What is needed - In the records below, find the line with "out.push(acc);" and the line with "supplies the ring."; return exactly those lines and every line between them.

*** Data records ***

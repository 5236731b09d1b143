pub mod decompose;
pub mod element;
pub mod encode;
pub mod matrix;
pub mod params;
pub mod poly;
pub mod poly_q;
pub mod ring;
pub mod sampling;
pub mod toeplitz;
pub mod vector;

mod ntt;
mod prime;

#[cfg(test)]
pub(crate) mod utils;
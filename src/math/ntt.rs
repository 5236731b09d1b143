use super::prime::{inv_mod, mul_mod, root_of_unity};

pub(crate) fn is_power_of_two(n: usize) -> bool {
    n != 0 && 1 << (usize::BITS - 1 - n.leading_zeros()) == n
}

/// bit reversal
/// the length of x should be a power of two
pub(crate) fn bitrev<T: Copy>(x: &mut [T]) {
    let n = x.len();
    if !is_power_of_two(n) {
        panic!("The length n of x must be a power of two");
    }

    let mut rho = vec![0usize; n];
    let mut k = 2;

    while k <= n {
        // compute rho_k(0: k-1)
        for i in 0..k / 2 {
            rho[i + k / 2] = 2 * rho[i] + 1;
            rho[i] = 2 * rho[i];
        }
        k *= 2;
    }

    for i in 0..n {
        if i < rho[i] {
            x.swap(i, rho[i]);
        }
    }
}

/// Computes the cyclic number-theoretic transform of x in place modulo q,
/// where `pow_table[i] = w^i` for a primitive n-th root of unity w.
/// The length of x must be a power of 2.
pub(crate) fn ntt_radix2(x: &mut [u64], pow_table: &[u64], q: u64) {
    let n = x.len();
    if !is_power_of_two(n) {
        panic!("Length is not a power of 2");
    }

    bitrev(x);

    let mut k = 2;
    while k <= n {
        for r in 0..n / k {
            for j in 0..k / 2 {
                let tau = mul_mod(pow_table[n / k * j], x[r * k + j + k / 2], q);
                let u = x[r * k + j];
                x[r * k + j + k / 2] = if u >= tau { u - tau } else { u + q - tau };
                x[r * k + j] = (u + tau) % q;
            }
        }
        k *= 2;
    }
}

pub(crate) fn generate_power_table(root: u64, n: usize, q: u64) -> Vec<u64> {
    let mut pow_table = vec![0u64; n];
    let mut temp = 1 % q;
    for entry in pow_table.iter_mut() {
        *entry = temp;
        temp = mul_mod(temp, root, q);
    }
    pow_table
}

/// Precomputed tables for the negacyclic transform of Zq[X]/(X^n+1).
///
/// With psi a primitive 2n-th root of unity, twisting the input by psi^i turns
/// multiplication modulo X^n + 1 into a cyclic convolution, which the radix-2
/// transform with w = psi^2 diagonalises.
#[derive(Debug, Clone)]
pub(crate) struct NttTables {
    n: usize,
    q: u64,
    n_inv: u64,
    psi_pows: Vec<u64>,
    psi_inv_pows: Vec<u64>,
    omega_pows: Vec<u64>,
    omega_inv_pows: Vec<u64>,
}

impl NttTables {
    /// Requires n a power of two and q a prime with q = 1 mod 2n.
    pub(crate) fn new(n: usize, q: u64) -> Self {
        let psi = root_of_unity(2 * n as u64, q);
        let psi_inv = inv_mod(psi, q).unwrap_or(1);
        let omega = mul_mod(psi, psi, q);
        let omega_inv = mul_mod(psi_inv, psi_inv, q);
        Self {
            n,
            q,
            n_inv: inv_mod(n as u64 % q, q).unwrap_or(1),
            psi_pows: generate_power_table(psi, n, q),
            psi_inv_pows: generate_power_table(psi_inv, n, q),
            omega_pows: generate_power_table(omega, n / 2, q),
            omega_inv_pows: generate_power_table(omega_inv, n / 2, q),
        }
    }

    pub(crate) fn forward(&self, x: &mut [u64]) {
        debug_assert_eq!(x.len(), self.n);
        for (c, &t) in x.iter_mut().zip(self.psi_pows.iter()) {
            *c = mul_mod(*c, t, self.q);
        }
        ntt_radix2(x, &self.omega_pows, self.q);
    }

    pub(crate) fn inverse(&self, x: &mut [u64]) {
        debug_assert_eq!(x.len(), self.n);
        ntt_radix2(x, &self.omega_inv_pows, self.q);
        for (c, &t) in x.iter_mut().zip(self.psi_inv_pows.iter()) {
            *c = mul_mod(mul_mod(*c, self.n_inv, self.q), t, self.q);
        }
    }
}
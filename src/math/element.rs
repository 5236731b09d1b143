//! The operations shared by both polynomial kinds, and the compile-time rule
//! deciding which kind a mixed operation produces.

use std::{
    borrow::Cow,
    fmt::{Debug, Display},
    ops::{Add, Mul, Neg, Sub},
};

use super::{poly::Polynomial, poly_q::ModPolynomial};
use crate::error::{AlgebraError, Result};

/// An element of Z[X]/(X^N+1) or Zq[X]/(X^N+1).
///
/// The operator overloads panic when the operands live in different rings;
/// vectors and matrices check compatibility up front and report
/// [`AlgebraError::RingMismatch`] instead.
pub trait RingElement:
    Sized
    + Clone
    + Debug
    + Display
    + PartialEq
    + Add<Output = Self>
    + Sub<Output = Self>
    + Neg<Output = Self>
    + Mul<Output = Self>
{
    /// What is needed to build an element from scratch: the degree for
    /// [`Polynomial`], the ring handle for [`ModPolynomial`].
    type Context: Clone + Debug;

    fn context(&self) -> Self::Context;

    fn zero(ctx: &Self::Context) -> Self;

    fn one(ctx: &Self::Context) -> Self;

    /// Shorter lists are zero padded, longer ones are rejected.
    fn from_coefficients(ctx: &Self::Context, coefficients: &[i64]) -> Result<Self>;

    fn degree(&self) -> usize;

    fn is_compatible(&self, other: &Self) -> bool;

    fn ring_label(&self) -> String;

    fn scale_by_int(&self, s: i64) -> Self;

    fn listize(&self) -> Vec<i64>;

    fn infinite_norm(&self) -> u64;

    /// Row-major product of an `rows x inner` grid with an `inner x cols` grid.
    /// Callers guarantee non-empty, correctly sized, compatible inputs.
    fn matrix_product(
        lhs: &[Self],
        rhs: &[Self],
        rows: usize,
        inner: usize,
        cols: usize,
    ) -> Vec<Self> {
        let mut out = Vec::with_capacity(rows * cols);
        for i in 0..rows {
            for j in 0..cols {
                let mut acc = Self::zero(&lhs[0].context());
                for k in 0..inner {
                    acc = acc + lhs[i * inner + k].clone() * rhs[k * cols + j].clone();
                }
                out.push(acc);
            }
        }
        out
    }
}

/// Operand promotion between the two kinds. Combining with a
/// [`ModPolynomial`] promotes the [`Polynomial`] side into the ring of the
/// modular operand, so the result is always a [`ModPolynomial`].
pub trait Unify<Rhs: RingElement>: RingElement {
    type Unified: RingElement + 'static;

    /// `witness` is the other operand; its first element supplies the ring.
    fn lift_left<'a>(lhs: &'a [Self], witness: &[Rhs]) -> Result<Cow<'a, [Self::Unified]>>;

    fn lift_right<'a>(rhs: &'a [Rhs], witness: &[Self]) -> Result<Cow<'a, [Self::Unified]>>;
}

fn promote_all<'a>(polys: &[Polynomial], witness: &[ModPolynomial]) -> Result<Cow<'a, [ModPolynomial]>> {
    let ring = witness
        .first()
        .ok_or_else(|| AlgebraError::InvalidArgument("no ring to promote into".to_string()))?
        .ring();
    let lifted = polys
        .iter()
        .map(|p| p.promote(ring))
        .collect::<Result<Vec<_>>>()?;
    Ok(Cow::Owned(lifted))
}

impl Unify<Polynomial> for Polynomial {
    type Unified = Polynomial;

    fn lift_left<'a>(lhs: &'a [Self], _witness: &[Polynomial]) -> Result<Cow<'a, [Polynomial]>> {
        Ok(Cow::Borrowed(lhs))
    }

    fn lift_right<'a>(rhs: &'a [Polynomial], _witness: &[Self]) -> Result<Cow<'a, [Polynomial]>> {
        Ok(Cow::Borrowed(rhs))
    }
}

impl Unify<ModPolynomial> for ModPolynomial {
    type Unified = ModPolynomial;

    fn lift_left<'a>(lhs: &'a [Self], _witness: &[ModPolynomial]) -> Result<Cow<'a, [ModPolynomial]>> {
        Ok(Cow::Borrowed(lhs))
    }

    fn lift_right<'a>(rhs: &'a [ModPolynomial], _witness: &[Self]) -> Result<Cow<'a, [ModPolynomial]>> {
        Ok(Cow::Borrowed(rhs))
    }
}

impl Unify<ModPolynomial> for Polynomial {
    type Unified = ModPolynomial;

    fn lift_left<'a>(lhs: &'a [Self], witness: &[ModPolynomial]) -> Result<Cow<'a, [ModPolynomial]>> {
        promote_all(lhs, witness)
    }

    fn lift_right<'a>(rhs: &'a [ModPolynomial], _witness: &[Self]) -> Result<Cow<'a, [ModPolynomial]>> {
        Ok(Cow::Borrowed(rhs))
    }
}

impl Unify<Polynomial> for ModPolynomial {
    type Unified = ModPolynomial;

    fn lift_left<'a>(lhs: &'a [Self], _witness: &[Polynomial]) -> Result<Cow<'a, [ModPolynomial]>> {
        Ok(Cow::Borrowed(lhs))
    }

    fn lift_right<'a>(rhs: &'a [Polynomial], witness: &[Self]) -> Result<Cow<'a, [ModPolynomial]>> {
        promote_all(rhs, witness)
    }
}

pub(crate) type UnifiedPair<'a, 'b, L, R> = (
    Cow<'a, [<L as Unify<R>>::Unified]>,
    Cow<'b, [<L as Unify<R>>::Unified]>,
);

/// Promotes both operand lists to a common kind and checks that they share a
/// ring.
pub(crate) fn unify_operands<'a, 'b, L, R>(lhs: &'a [L], rhs: &'b [R]) -> Result<UnifiedPair<'a, 'b, L, R>>
where
    L: Unify<R>,
    R: RingElement,
{
    let left = L::lift_left(lhs, rhs)?;
    let right = L::lift_right(rhs, lhs)?;
    if let (Some(l), Some(r)) = (left.first(), right.first()) {
        if !l.is_compatible(r) {
            return Err(AlgebraError::RingMismatch {
                left: l.ring_label(),
                right: r.ring_label(),
            });
        }
    }
    Ok((left, right))
}

/// Checks that every element of a non-empty list lives in the first one's ring.
pub(crate) fn check_compatible<T: RingElement>(entries: &[T]) -> Result<()> {
    let first = entries
        .first()
        .ok_or_else(|| AlgebraError::InvalidArgument("empty container".to_string()))?;
    match entries.iter().find(|e| !first.is_compatible(e)) {
        Some(e) => Err(AlgebraError::RingMismatch {
            left: first.ring_label(),
            right: e.ring_label(),
        }),
        None => Ok(()),
    }
}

***

Solved problem -
                out.push(acc);
            }
        }
        out
    }
}

/// Operand promotion between the two kinds. Combining with a
/// [`ModPolynomial`] promotes the [`Polynomial`] side into the ring of the
/// modular operand, so the result is always a [`ModPolynomial`].
pub trait Unify<Rhs: RingElement>: RingElement {
    type Unified: RingElement + 'static;

    /// `witness` is the other operand; its first element supplies the ring.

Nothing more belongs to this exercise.